6.21.2008

The First Battle

And so, the Twins ventured forth to battle the four pitchers of the apocalypse. Or rather, almost all the Twins ventured forth to battle the four pitchers of the apocalypse. For indeed, Matt Macri was still scared.

"You guys go ahead, I'll uh, I'll just make sure we turned off the gas, and unplugged Justin's curling irons..." said Macri, as he subtly sidled away from the mob. Macri slunk away finding salvation in an 1890s Opium Den...until.

"I say Lord Farthington, is that a baseball player?"

"Zounds Earl Bumswizzle! You are correct, 'tis the cowardly lad Macri, who has left his comrades in arms to battle the four pitchers of the apocalypse without his moral support."

"Lets invite him to Lady Dashlingwedge's Country Home!"

But Macri loathed sitting room farces, and so fled the Opium Den for a near by forest where he heard: "Psst...hey, Macri, pssst!"

"I don't want any crumpets!"

"It's alright man it's alright, it's me, Craig."
"Craig Monroe? But no one's seen you in weeks."

"Yeah, I know, after the Chicago series I decided I'd never let the team down again.  So I took to hiding here in the forest I've lived mostly on nuts, you know after the 7th day they're pretty friggin' great."

Then did Macri think to the first day he joined with the Twins. The noble gnome Little Nicky Punto had fallen ill and only Macri could replace him. Before Little Nicky had gone to the far away land of "Rihabeelit Station" he had said: "You are now one of a chosen few, a happy few, a band of brothers. We will win together and we will lose together, but we will never leave one another to face horrors alone."

And so Macri did remember the words of Little Nicky Punto, and turn to the frightened Monroe to urge him forward.  "Come, Craig," he said, "we must arise from this glen and go to help our friends."

"But how, Macri? Can't we just forage for some nuts?"
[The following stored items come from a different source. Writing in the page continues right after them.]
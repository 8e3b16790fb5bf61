//! System call tests

use nos_syscalls::*;

#[test]
fn test_syscall_init() {
    // Test system call initialization
    assert!(init_syscalls().is_ok());
}

#[test]
fn test_syscall_stats() {
    // Test system call statistics
    let stats = get_syscall_stats();
    assert_eq!(stats.total_calls, 0);
    assert_eq!(stats.error_count, 0);
    assert_eq!(stats.avg_execution_time, 0);
}

#[test]
fn test_syscall_result() {
    // Test system call result conversion
    let success = types::SyscallResult::Success(42);
    assert_eq!(success.to_isize(), 42);
    
    let error = types::SyscallResult::Error(2);
    assert_eq!(error.to_isize(), -2);
    
    assert_eq!(types::SyscallResult::from_isize(42), types::SyscallResult::Success(42));
    assert_eq!(types::SyscallResult::from_isize(-2), types::SyscallResult::Error(2));
}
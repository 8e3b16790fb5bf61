//! Time system calls
//!
//! This module provides time-related system calls.

#[cfg(feature = "alloc")]
use alloc::string::ToString;
#[cfg(feature = "alloc")]
use alloc::boxed::Box;

use nos_api::Result;
use crate::core::traits::SyscallHandler;
#[cfg(feature = "log")]
use log;

#[cfg(feature = "alloc")]
use crate::core::dispatcher::SyscallDispatcher;

/// Register time system call handlers
#[cfg(feature = "alloc")]
pub fn register_handlers(dispatcher: &mut SyscallDispatcher) -> Result<()> {
    // Register clock_gettime system call
    dispatcher.register_handler(
        crate::types::SYS_CLOCK_GETTIME,
        Box::new(ClockGettimeHandler)
    );
    
    // Register gettimeofday system call
    dispatcher.register_handler(
        crate::types::SYS_GETTIMEOFDAY,
        Box::new(GettimeofdayHandler)
    );
    
    // Register nanosleep system call
    dispatcher.register_handler(
        crate::types::SYS_NANOSLEEP,
        Box::new(NanosleepHandler)
    );
    
    Ok(())
}

/// Clock_gettime system call handler
struct ClockGettimeHandler;

impl SyscallHandler for ClockGettimeHandler {
    fn id(&self) -> u32 {
        crate::types::SYS_CLOCK_GETTIME
    }
    
    fn execute(&self, args: &[usize]) -> Result<isize> {
        if args.len() < 2 {
            #[cfg(feature = "alloc")]
            #[cfg(feature = "alloc")]
            return Err(nos_api::Error::InvalidArgument("Insufficient arguments".to_string()));
            #[cfg(not(feature = "alloc"))]
            return Err(nos_api::Error::InvalidArgument("Insufficient arguments".into()));
        }
        
        let clock_id = args[0] as i32;
        let timespec = args[1] as *mut Timespec;
        
        // TODO: Implement actual clock_gettime logic using parameters:
        // clock_id: Clock type (CLOCK_REALTIME, CLOCK_MONOTONIC, etc.)
        // timespec: Pointer to timespec structure to fill with current time
        #[cfg(feature = "log")]
        log::trace!("clock_gettime called with: clock_id={}, timespec={:?}", clock_id, timespec);
        
        // Basic validation to ensure parameters are used even when logging is disabled
        let _ = (clock_id, timespec);
        
        Ok(0)
    }
    
    fn name(&self) -> &str {
        "clock_gettime"
    }
}

/// Gettimeofday system call handler
struct GettimeofdayHandler;

impl SyscallHandler for GettimeofdayHandler {
    fn id(&self) -> u32 {
        crate::types::SYS_GETTIMEOFDAY
    }
    
    fn execute(&self, args: &[usize]) -> Result<isize> {
        if args.len() < 2 {
            #[cfg(feature = "alloc")]
            #[cfg(feature = "alloc")]
            return Err(nos_api::Error::InvalidArgument("Insufficient arguments".to_string()));
            #[cfg(not(feature = "alloc"))]
            return Err(nos_api::Error::InvalidArgument("Insufficient arguments".into()));
        }
        
        let tv = args[0] as *mut Timeval;
        let tz = args[1] as *mut Timezone;
        
        // TODO: Implement actual gettimeofday logic using parameters:
        // tv: Pointer to timeval structure to fill with current time
        // tz: Pointer to timezone structure (unused in modern systems)
        #[cfg(feature = "log")]
        log::trace!("gettimeofday called with: tv={:?}, tz={:?}", tv, tz);
        
        // Basic validation to ensure parameters are used even when logging is disabled
        let _ = (tv, tz);
        
        Ok(0)
    }
    
    fn name(&self) -> &str {
        "gettimeofday"
    }
}

/// Nanosleep system call handler
struct NanosleepHandler;

impl SyscallHandler for NanosleepHandler {
    fn id(&self) -> u32 {
        crate::types::SYS_NANOSLEEP
    }
    
    fn execute(&self, args: &[usize]) -> Result<isize> {
        if args.len() < 2 {
            #[cfg(feature = "alloc")]
            #[cfg(feature = "alloc")]
            return Err(nos_api::Error::InvalidArgument("Insufficient arguments".to_string()));
            #[cfg(not(feature = "alloc"))]
            return Err(nos_api::Error::InvalidArgument("Insufficient arguments".into()));
        }
        
        let req = args[0] as *const Timespec;
        let rem = args[1] as *mut Timespec;
        
        // TODO: Implement actual nanosleep logic using parameters:
        // req: Requested sleep time
        // rem: Remaining sleep time if interrupted
        #[cfg(feature = "log")]
        log::trace!("nanosleep called with: req={:?}, rem={:?}", req, rem);
        
        // Basic validation to ensure parameters are used even when logging is disabled
        let _ = (req, rem);
        
        Ok(0)
    }
    
    fn name(&self) -> &str {
        "nanosleep"
    }
}

/// Time specification
#[repr(C)]
#[derive(Debug, Clone, Copy)]
pub struct Timespec {
    pub tv_sec: i64,
    pub tv_nsec: i64,
}

/// Time value
#[repr(C)]
#[derive(Debug, Clone, Copy)]
pub struct Timeval {
    pub tv_sec: i64,
    pub tv_usec: i64,
}

/// Timezone
#[repr(C)]
#[derive(Debug, Clone, Copy)]
pub struct Timezone {
    pub tz_minuteswest: i32,
    pub tz_dsttime: i32,
}

/// Get current timestamp
pub fn get_timestamp() -> u64 {
    // Simple timestamp implementation
    // In a real implementation, this would use hardware timers
    use core::sync::atomic::{AtomicU64, Ordering};
    static TIMESTAMP: AtomicU64 = AtomicU64::new(0);
    TIMESTAMP.load(Ordering::Relaxed)
}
"No, look over to the sudden and unexplained black and white bluff, the pestilential ugly pitcher with the world's nastiest mustache is departing from the pack of pitchers of the apocalypse to try a surprise attack."

"Mmm...acorns are good."

"NO NUTS! Come on Craig, it's up to us. we can hide for him behind the bluff then I will hit the small balls and you can hit the long balls and we will vanquish the hideous, malodorous,  pestilence."

And so did two of the unlikeliest Twins destroy the first of the four pitchers of the apocalypse.